Alpha diversity (number of OTUs, species evenness and Shannon's diversity index) analyses were performed using Calypso (57). Statistical analyses such as two and three-way ANOVA on diversity measures were performed using SPSS software (SPSS statistics version 22, SPSS Inc., an IBM Company). Simple main effects (with Bonferroni adjustment) was performed in the case of a significant interaction between variables on α-diversity. Results are expressed as mean ± SEM and were considered significant if p ≤ 0.05. GraphPad Prism 7 was used to plot diversity results. In bar graphs, symbols above horizontal line indicate main effects: ^**p ≤ 0.01 maternal diet effect and ^#p ≤ 0.05 maternal exercise effect, while symbols above bar indicate simple main effects: ^##p ≤ 0.01 maternal exercise effect.

NMDS plots, Permutational Multivariate Analysis of Variance (PERMANOVA) and Permutational Analysis of Multivariate Dispersions (PERMDISP) were generated using a Bray-Curtis resemblance matrix on PRIMER (Primer-E Ltd., Plymouth, United Kingdom) (58). To identify OTUs differentially abundant between groups we used two different statistical analyses. Linear Discriminant Analysis (LDA) Effect Size (LEfSe) (59) was performed using the Galaxy web application (60) using default settings. The R package Phyloseq (61) was used for the negative binomial Wald test in DESeq2 (62). P-values were adjusted for multiple testing using Benjamini Hochberg false discovery rate correction in DESeq2. LEfSe was performed across all taxonomic levels (phylum to OTU level) whereas DESeq2 was performed at the OTU level. Statistical significance was defined as p ≤ 0.05 in both statistical methods. Only OTUs identified by both LEfSe and DESeq2, and those with relative abundances consistently represented across more than 50% of rats in a group were discussed.
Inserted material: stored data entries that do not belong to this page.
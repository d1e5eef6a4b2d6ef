mod common;

use syntax::builder::*;
use syntax::{AssignOp, BinaryOp, Expr, Type};
use vm::Value;

use common::{compile, invoke, run};

fn x() -> Expr {
    ident("x", Type::Int)
}

#[test]
fn increment_function() {
    let checked = ProgramBuilder::new()
        .function(
            "f",
            &[("x", Type::Int)],
            Type::Int,
            vec![ret(Some(binary(BinaryOp::Add, x(), int(1))))],
        )
        .finish(vec![put(call_f(4))]);

    assert_eq!(run(&checked), ["5"]);
    assert_eq!(
        invoke(&checked, "f", vec![Value::Integer(4)]),
        Some(Value::Integer(5))
    );
}

fn call_f(arg: i32) -> Expr {
    call("f", vec![int(arg)], Type::Int)
}

#[test]
fn if_else_takes_the_else_branch() {
    let a = || ident("a", Type::Int);
    let b = || ident("b", Type::Int);
    let checked = ProgramBuilder::new()
        .function(
            "pick",
            &[("a", Type::Int), ("b", Type::Int)],
            Type::Int,
            vec![if_else(
                binary(BinaryOp::Gt, a(), b()),
                vec![ret(Some(int(1)))],
                vec![ret(Some(int(0)))],
            )],
        )
        .finish(vec![]);

    let args = vec![Value::Integer(3), Value::Integer(5)];
    assert_eq!(invoke(&checked, "pick", args), Some(Value::Integer(0)));
    let args = vec![Value::Integer(5), Value::Integer(3)];
    assert_eq!(invoke(&checked, "pick", args), Some(Value::Integer(1)));
}

#[test]
fn list_literal_index() {
    let items = list(Type::Int, vec![int(1), int(2), int(3)]);
    let checked = ProgramBuilder::new().finish(vec![put(index(items, int(1)))]);
    assert_eq!(run(&checked), ["2"]);
}

#[test]
fn loop_with_break_counts_to_three() {
    let checked = ProgramBuilder::new().finish(vec![
        assign(x(), int(0)),
        loop_do(vec![
            assign(x(), binary(BinaryOp::Add, x(), int(1))),
            if_else(binary(BinaryOp::Eq, x(), int(3)), vec![break_()], vec![]),
        ]),
        put(x()),
    ]);
    assert_eq!(run(&checked), ["3"]);
}

#[test]
fn recursion_through_closures() {
    let n = || ident("n", Type::Int);
    let fact = |arg| call("fact", vec![arg], Type::Int);
    let checked = ProgramBuilder::new()
        .function(
            "fact",
            &[("n", Type::Int)],
            Type::Int,
            vec![
                if_else(
                    binary(BinaryOp::Le, n(), int(1)),
                    vec![ret(Some(int(1)))],
                    vec![],
                ),
                ret(Some(binary(
                    BinaryOp::Mul,
                    n(),
                    fact(binary(BinaryOp::Sub, n(), int(1))),
                ))),
            ],
        )
        .finish(vec![put(fact(int(5)))]);
    assert_eq!(run(&checked), ["120"]);
}

#[test]
fn nested_calls_to_one_callee_keep_their_arguments() {
    let a = || ident("a", Type::Int);
    let b = || ident("b", Type::Int);
    let add = |l, r| call("add", vec![l, r], Type::Int);
    let checked = ProgramBuilder::new()
        .function(
            "add",
            &[("a", Type::Int), ("b", Type::Int)],
            Type::Int,
            vec![ret(Some(binary(BinaryOp::Add, a(), b())))],
        )
        .finish(vec![put(add(int(1), add(int(10), int(100))))]);
    assert_eq!(run(&checked), ["111"]);
}

#[test]
fn function_pointer_variables() {
    let sig = Type::fptr(vec![Type::Int], Type::Int);
    let checked = ProgramBuilder::new()
        .function(
            "double",
            &[("x", Type::Int)],
            Type::Int,
            vec![ret(Some(binary(BinaryOp::Mul, x(), int(2))))],
        )
        .finish(vec![
            assign(ident("g", sig.clone()), fn_ptr("double", sig.clone())),
            put(call("g", vec![int(21)], Type::Int)),
        ]);
    assert_eq!(run(&checked), ["42"]);
}

#[test]
fn strings_and_lists_print_through_their_overloads() {
    let xs = || ident("xs", Type::list(Type::Int));
    let s = || ident("s", Type::String);
    let checked = ProgramBuilder::new().finish(vec![
        assign(s(), string("hello")),
        put(chop(s())),
        put(len(s())),
        put(binary(BinaryOp::Eq, s(), string("hello"))),
        assign(xs(), list(Type::Int, vec![int(4), int(5)])),
        assign_index(xs(), int(0), AssignOp::Add, int(10)),
        put(xs()),
        put(len(xs())),
    ]);
    assert_eq!(run(&checked), ["hell", "5", "true", "[14, 5]", "2"]);
}

#[test]
fn void_function_gets_an_implicit_return() {
    let checked = ProgramBuilder::new()
        .function("greet", &[], Type::Void, vec![put(string("hi"))])
        .finish(vec![
            expr(call("greet", vec![], Type::Void)),
            expr(call("greet", vec![], Type::Void)),
        ]);
    assert_eq!(run(&checked), ["hi", "hi"]);

    let class = compile(&checked);
    let greet = class.method("greet").unwrap();
    let returns = greet.code.iter().filter(|i| i.is_return()).count();
    assert_eq!(returns, 1);
    assert!(greet.code.last().unwrap().is_return());
}

#[test]
fn explicit_void_return_is_not_duplicated() {
    let checked = ProgramBuilder::new()
        .function("quiet", &[], Type::Void, vec![ret(None)])
        .finish(vec![]);
    let class = compile(&checked);
    let quiet = &class.method("quiet").unwrap().code;
    assert_eq!(quiet, &[bytecode::Instruction::Return]);
}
Distance-based linear models (DistLM) analysis was performed using PRIMER to examine associations between the gut microbiota and metabolic parameters. When the analysis was performed between the overall gut microbial composition and metabolic parameters, a Bray-Curtis resemblance matrix of the overall gut microbial composition at the OTU level was used. The relative abundances of the top 150 OTUs and Euclidean distance resemblance matrix of each metabolic parameter was used to find associations between specific OTUs and metabolic parameters. In both cases DistLM was performed using a forward-stepping selection procedure and Akaike Information Criterion selection criterion (999 permutations). Phylogenetic Investigation of Communities by Reconstruction of Unobserved States (PICRUSt) was performed using Galaxy web to generate a profile of putative functions (through metagenomic prediction) from the 16S rRNA OTU data (63). Taxonomic classification was performed against Greengenes 13.5, and pathway counts were compared across groups using nested ANOVA with Bonferroni correction. Subgroup comparisons were conducted using Wilcoxon test with FDR (FDR corrected p-values represented as q).

The authors declare that the research was conducted in the absence of any commercial or financial relationships that could be construed as a potential conflict of interest.